Le réflexe de faire appel aux gouvernements pour régler ce genre d’imbroglio est fréquent. Les gens constatent alors, impuissants, leur inaction. Les interprétations sont nombreuses : déficit de courage politique, insouciance, motifs électoraux, impératifs économiques, dossier non prioritaire, etc.

Mais pourquoi donc attendre que le gouvernement agisse ? Devant un tel article, mon regard se tourne invariablement ailleurs que vers le gouvernement. Il est plutôt porté vers les adeptes… d’autant plus que l’article prend la peine de souligner que les ventes des bateaux à moteur ont explosé pendant la pandémie. Je me demande sincèrement comment il peut en être ainsi, encore aujourd’hui.
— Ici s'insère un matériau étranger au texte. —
//! Classifier reached over HTTP.
//!
//! The frame is POSTed as the request body; the service answers with the
//! ranked list ml5 produces, best first:
//!
//! ```json
//! [{ "label": "COSRX", "confidence": 0.93 }, { "label": "Welcome!", "confidence": 0.05 }]
//! ```

use futures::future::BoxFuture;
use log::debug;
use std::sync::Arc;
use std::time::Duration;

use vitrine_core::config::ClassifierConfig;
use vitrine_core::{Classification, ClassificationError, Classifier, ClassifyResult, Frame, FrameFormat};

pub struct HttpClassifier {
    agent: ureq::Agent,
    url: Arc<str>,
}

impl HttpClassifier {
    pub fn new(config: &ClassifierConfig) -> Self {
        let agent = ureq::AgentBuilder::new()
            .timeout(Duration::from_millis(config.timeout_ms))
            .build();
        Self {
            agent,
            url: Arc::from(config.url.as_str()),
        }
    }
}

impl Classifier for HttpClassifier {
    fn classify(&self, frame: Frame) -> BoxFuture<'static, ClassifyResult> {
        let agent = self.agent.clone();
        let url = Arc::clone(&self.url);
        Box::pin(async move {
            tokio::task::spawn_blocking(move || post_frame(&agent, &url, &frame))
                .await
                .unwrap_or_else(|e| Err(ClassificationError::Transport(format!("request task failed: {}", e))))
        })
    }
}

fn post_frame(agent: &ureq::Agent, url: &str, frame: &Frame) -> ClassifyResult {
    debug!("Posting {} byte frame to {}", frame.data.len(), url);

    let response = agent
        .post(url)
        .set("Content-Type", content_type(frame))
        .set("X-Frame-Width", &frame.width.to_string())
        .set("X-Frame-Height", &frame.height.to_string())
        .send_bytes(&frame.data)
        .map_err(|e| ClassificationError::Transport(e.to_string()))?;

    let body = response
        .into_string()
        .map_err(|e| ClassificationError::Transport(format!("failed to read response: {}", e)))?;

    parse_ranking(&body)
}

pub fn parse_ranking(body: &str) -> ClassifyResult {
    let ranked: Vec<Classification> =
        serde_json::from_str(body).map_err(|e| ClassificationError::Malformed(e.to_string()))?;
    if ranked.is_empty() {
        return Err(ClassificationError::Empty);
    }
    Ok(ranked)
}

fn content_type(frame: &Frame) -> &'static str {
    match frame.format {
        FrameFormat::Rgb8 => "application/octet-stream",
        FrameFormat::Encoded if frame.data.starts_with(&[0xFF, 0xD8, 0xFF]) => "image/jpeg",
        FrameFormat::Encoded if frame.data.starts_with(b"\x89PNG") => "image/png",
        FrameFormat::Encoded => "application/octet-stream",
    }
}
Bien que le plaisir de naviguer sur nos splendides cours d’eau soit indéniable, l’heure n’est-elle pas plutôt au dosage, voire à l’élimination, des pratiques, des loisirs et des activités à haute intensité carbone ?
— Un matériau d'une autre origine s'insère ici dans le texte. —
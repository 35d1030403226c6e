//! Label to product lookup.
//!
//! The catalog file is a JSON object mapping classifier labels to product
//! indices. Indices are non-negative integers. Any label, usually the idle
//! label, may instead carry the marker `"reset"` or `"idle"` to resolve idle:
//!
//! ```json
//! { "dermaCo": 0, "TheBodyShop": 1, "Welcome!": "reset" }
//! ```

use log::{debug, warn};
use serde::Deserialize;
use std::collections::{BTreeMap, HashMap};
use std::fs;
use std::path::Path;

use crate::error::CatalogError;
use crate::label::DetectionLabel;

/// Stable ordinal used to fetch product content.
pub type ProductIndex = usize;

#[derive(Debug, Clone, Copy, PartialEq, Eq, Hash)]
pub enum CatalogEntry {
    Idle,
    Product(ProductIndex),
}

impl CatalogEntry {
    pub fn is_idle(&self) -> bool {
        matches!(self, CatalogEntry::Idle)
    }
}

#[derive(Debug, Deserialize)]
#[serde(untagged)]
enum RawEntry {
    Index(serde_json::Number),
    Marker(String),
}

const IDLE_MARKERS: [&str; 2] = ["reset", "idle"];

fn product_index(number: &serde_json::Number) -> Result<ProductIndex, String> {
    if let Some(index) = number.as_u64() {
        return ProductIndex::try_from(index).map_err(|_| format!("product index {} is out of range", number));
    }
    if number.is_i64() {
        return Err(format!("product index {} is negative", number));
    }

    // Integers beyond u64 arrive here as floats.
    let value = number.as_f64().unwrap_or(f64::NAN);
    if value.fract() != 0.0 {
        Err(format!("product index {} is not a whole number", number))
    } else if value < 0.0 {
        Err(format!("product index {} is negative", number))
    } else if value >= u64::MAX as f64 {
        Err(format!("product index {} is out of range", number))
    } else {
        Err(format!("product index {} must be written without a decimal point", number))
    }
}

/// Immutable label lookup. Unknown labels resolve to [`CatalogEntry::Idle`].
#[derive(Debug, Clone)]
pub struct ProductCatalog {
    idle_label: DetectionLabel,
    products: HashMap<DetectionLabel, ProductIndex>,
}

impl ProductCatalog {
    /// Build from label/index pairs. Used by tests and embedders that already
    /// hold the mapping in memory.
    pub fn from_pairs<I, L>(idle_label: impl Into<DetectionLabel>, pairs: I) -> Result<Self, CatalogError>
    where
        I: IntoIterator<Item = (L, ProductIndex)>,
        L: Into<DetectionLabel>,
    {
        let idle_label = idle_label.into();
        let mut products = HashMap::new();
        let mut owners: BTreeMap<ProductIndex, DetectionLabel> = BTreeMap::new();

        for (label, index) in pairs {
            let label = label.into();
            if label == idle_label {
                return Err(CatalogError::IdleLabelMapped(label.to_string()));
            }
            if let Some(first) = owners.get(&index) {
                return Err(CatalogError::DuplicateIndex {
                    index,
                    first: first.to_string(),
                    second: label.to_string(),
                });
            }
            owners.insert(index, label.clone());
            products.insert(label, index);
        }

        if products.is_empty() {
            warn!("Product catalog has no products; the kiosk will stay on the welcome view");
        }

        Ok(Self { idle_label, products })
    }

    pub fn from_json(idle_label: impl Into<DetectionLabel>, content: &str) -> Result<Self, CatalogError> {
        let idle_label = idle_label.into();
        let value: serde_json::Value = serde_json::from_str(content)?;
        if !value.is_object() {
            return Err(CatalogError::NotAnObject);
        }
        let raw: BTreeMap<String, RawEntry> = serde_json::from_value(value)?;

        let mut pairs = Vec::with_capacity(raw.len());
        for (label, entry) in raw {
            match entry {
                RawEntry::Index(number) => match product_index(&number) {
                    Ok(index) => pairs.push((label, index)),
                    Err(reason) => return Err(CatalogError::InvalidEntry { label, reason }),
                },
                RawEntry::Marker(marker) if IDLE_MARKERS.contains(&marker.as_str()) => {
                    if label != idle_label.as_str() {
                        debug!("Catalog label {:?} marked idle", label);
                    }
                }
                RawEntry::Marker(marker) => {
                    return Err(CatalogError::InvalidEntry {
                        label,
                        reason: format!("unknown marker {:?}", marker),
                    });
                }
            }
        }

        Self::from_pairs(idle_label, pairs)
    }

    pub fn load(idle_label: impl Into<DetectionLabel>, path: &Path) -> Result<Self, CatalogError> {
        let content = fs::read_to_string(path).map_err(|source| CatalogError::Read {
            path: path.to_path_buf(),
            source,
        })?;
        Self::from_json(idle_label, &content)
    }

    pub fn resolve(&self, label: &DetectionLabel) -> CatalogEntry {
        if *label == self.idle_label {
            return CatalogEntry::Idle;
        }
        match self.products.get(label) {
            Some(&index) => CatalogEntry::Product(index),
            None => CatalogEntry::Idle,
        }
    }

    pub fn idle_label(&self) -> &DetectionLabel {
        &self.idle_label
    }

    pub fn len(&self) -> usize {
        self.products.len()
    }

    pub fn is_empty(&self) -> bool {
        self.products.is_empty()
    }

    /// Product labels ordered by index.
    pub fn products(&self) -> Vec<(&DetectionLabel, ProductIndex)> {
        let mut list: Vec<_> = self.products.iter().map(|(l, &i)| (l, i)).collect();
        list.sort_by_key(|&(_, index)| index);
        list
    }
}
Chacune de ces embarcations a d’abord nécessité l’extraction de matières premières, leur transport, leur usinage en produit fini et encore du transport pour acheminer le nouveau bateau jusqu’au détaillant. Puis, le bateau doit être transporté au point d’eau choisi, au moyen d’un véhicule assez puissant pour ce faire. Pendant la saison, laquelle nécessite plusieurs allers-retours des propriétaires entre leur résidence et le point d’eau, les embarcations créent les dommages que l’on connaît, en plus d’émettre du CO2. Elles sont ensuite retirées de ce point d’eau et transportées à nouveau, en VUS, vers leur lieu d’entreposage pour l’hiver.

PHOTO BERNARD BRAULT, ARCHIVES LA PRESSE

Un bateau est mis à l’eau à Saint-Hyppolite.
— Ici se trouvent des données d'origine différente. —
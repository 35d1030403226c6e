use anyhow::{anyhow, bail, Context, Result};
use log::{debug, info, warn};
use opencv::prelude::*;
use opencv::videoio::{self, VideoCapture, CAP_V4L2};
use std::time::Duration;

use vitrine_core::{Frame, FrameSource};

// ~20fps capture rate
const CAPTURE_INTERVAL: Duration = Duration::from_millis(50);

struct Camera {
    cap: VideoCapture,
}

impl Camera {
    fn new(device_id: i32, width: u32, height: u32) -> Result<Self> {
        let cap = VideoCapture::new(device_id, CAP_V4L2)
            .with_context(|| format!("failed to open camera video{}", device_id))?;

        if !cap.is_opened().unwrap_or(false) {
            bail!("camera video{} not opened", device_id);
        }

        let mut camera = Self { cap };
        camera.cap.set(videoio::CAP_PROP_FRAME_WIDTH, width as f64).ok();
        camera.cap.set(videoio::CAP_PROP_FRAME_HEIGHT, height as f64).ok();
        Ok(camera)
    }

    fn read_frame(&mut self) -> Result<Frame> {
        let mut mat = opencv::core::Mat::default();
        self.cap.read(&mut mat).context("failed to read frame")?;

        if mat.empty() {
            bail!("empty frame");
        }

        let mut rgb_mat = opencv::core::Mat::default();
        opencv::imgproc::cvt_color(&mat, &mut rgb_mat, opencv::imgproc::COLOR_BGR2RGB, 0)
            .context("color conversion failed")?;

        let width = rgb_mat.cols() as u32;
        let height = rgb_mat.rows() as u32;
        let data = rgb_mat
            .data_bytes()
            .map_err(|e| anyhow!("failed to get frame data: {}", e))?
            .to_vec();

        Ok(Frame::rgb(data, width, height))
    }
}

impl Drop for Camera {
    fn drop(&mut self) {
        let _ = self.cap.release();
    }
}

/// Live camera feed. A capture thread keeps the two freshest frames in a
/// channel; the debouncer only ever classifies the newest.
pub struct CameraFrameSource {
    frames: async_channel::Receiver<Frame>,
    latest: Option<Frame>,
}

impl CameraFrameSource {
    /// Opens the device on the calling thread so start-up fails fast, then
    /// hands it to the capture thread.
    pub fn open(device_id: i32, width: u32, height: u32) -> Result<Self> {
        let mut camera = Camera::new(device_id, width, height)?;
        info!("Capturing from camera video{}", device_id);

        let (frame_tx, frame_rx) = async_channel::bounded::<Frame>(2);

        std::thread::Builder::new()
            .name("vitrine-camera".into())
            .spawn(move || {
                loop {
                    match camera.read_frame() {
                        Ok(frame) => {
                            if frame_tx.force_send(frame).is_err() {
                                debug!("Frame receiver dropped, stopping capture");
                                break;
                            }
                            std::thread::sleep(CAPTURE_INTERVAL);
                        }
                        Err(e) => {
                            warn!("Camera capture stopped, no new frames will be classified: {:#}", e);
                            break;
                        }
                    }
                }
            })
            .context("failed to spawn camera thread")?;

        Ok(Self {
            frames: frame_rx,
            latest: None,
        })
    }
}

impl FrameSource for CameraFrameSource {
    fn is_ready(&mut self) -> bool {
        while let Ok(frame) = self.frames.try_recv() {
            self.latest = Some(frame);
        }
        self.latest.is_some()
    }

    fn current_frame(&mut self) -> Frame {
        match self.latest {
            Some(ref frame) => frame.clone(),
            None => Frame::rgb(Vec::new(), 0, 0),
        }
    }
}

#[cfg(test)]
mod tests {
    use super::*;

    #[test]
    fn missing_device_fails_at_open() {
        let result = CameraFrameSource::open(97, 640, 480);
        assert!(result.is_err());
    }
}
Et tout ça, à quelles fins ? Où est la vraie nécessité ? Remarquez que le raisonnement pourrait aussi s’appliquer ailleurs comme aux véhicules tout-terrain ou aux motoneiges, voire aux chalets. Parfois, je me demande si l’urbanisation, avec l’artificialisation des sols et le bourdonnement qu’on lui connaît, ne contribue pas à cette évasion massive vers la campagne dès que l’occasion s’y prête ; mais ça, c’est une autre histoire.

Repenser notre conception du plaisir

Revenons à nos bateaux. Changer nos comportements doit-il se limiter simplement à apporter notre tasse au café du coin, à retarder le remplacement de certains biens, à utiliser une paille métallique, ou à acheter un véhicule électrique ? Nul doute que ces changements de comportements sont bénéfiques, mais ne devraient-ils pas inclure aussi des renoncements plus douloureux ?

Justement, un texte publié dans la section Débats du 20 juillet exhortait le gouvernement (encore !) à intervenir urgemment et avec force pour limiter les émissions provenant de l’aviation… sans jamais suggérer que d’ici à ce que la technologie soit disponible pour ce faire, il suffirait d’éviter de voyager ! Après tout, la pollution provient-elle de l’entreprise ou de la demande pour ses services et produits ?

Il est légitime, voire nécessaire, de se divertir et de rechercher le plaisir. Mais à quel prix ?

Quels seraient les répercussions économiques et les effets bénéfiques sur la lutte contre les changements climatiques si les gens renonçaient aux accessoires (ou occupations) « superflus » et trouvaient plutôt plaisir dans des activités plus modestes, plus mesurées, moins néfastes pour l’environnement ?

Renoncer aux plaisirs à haute incidence carbone et les remplacer par ceux que l’on retrouve avec des embarcations sans moteur ou simplement entre amis au musée ou au bistro, ou lors d’un petit concert en plein air, ne pourrait sûrement pas faire de tort, tout en comblant nos besoins vitaux d’interaction sociale.

Changer nos comportements, c’est aussi ça, n’est-ce pas ?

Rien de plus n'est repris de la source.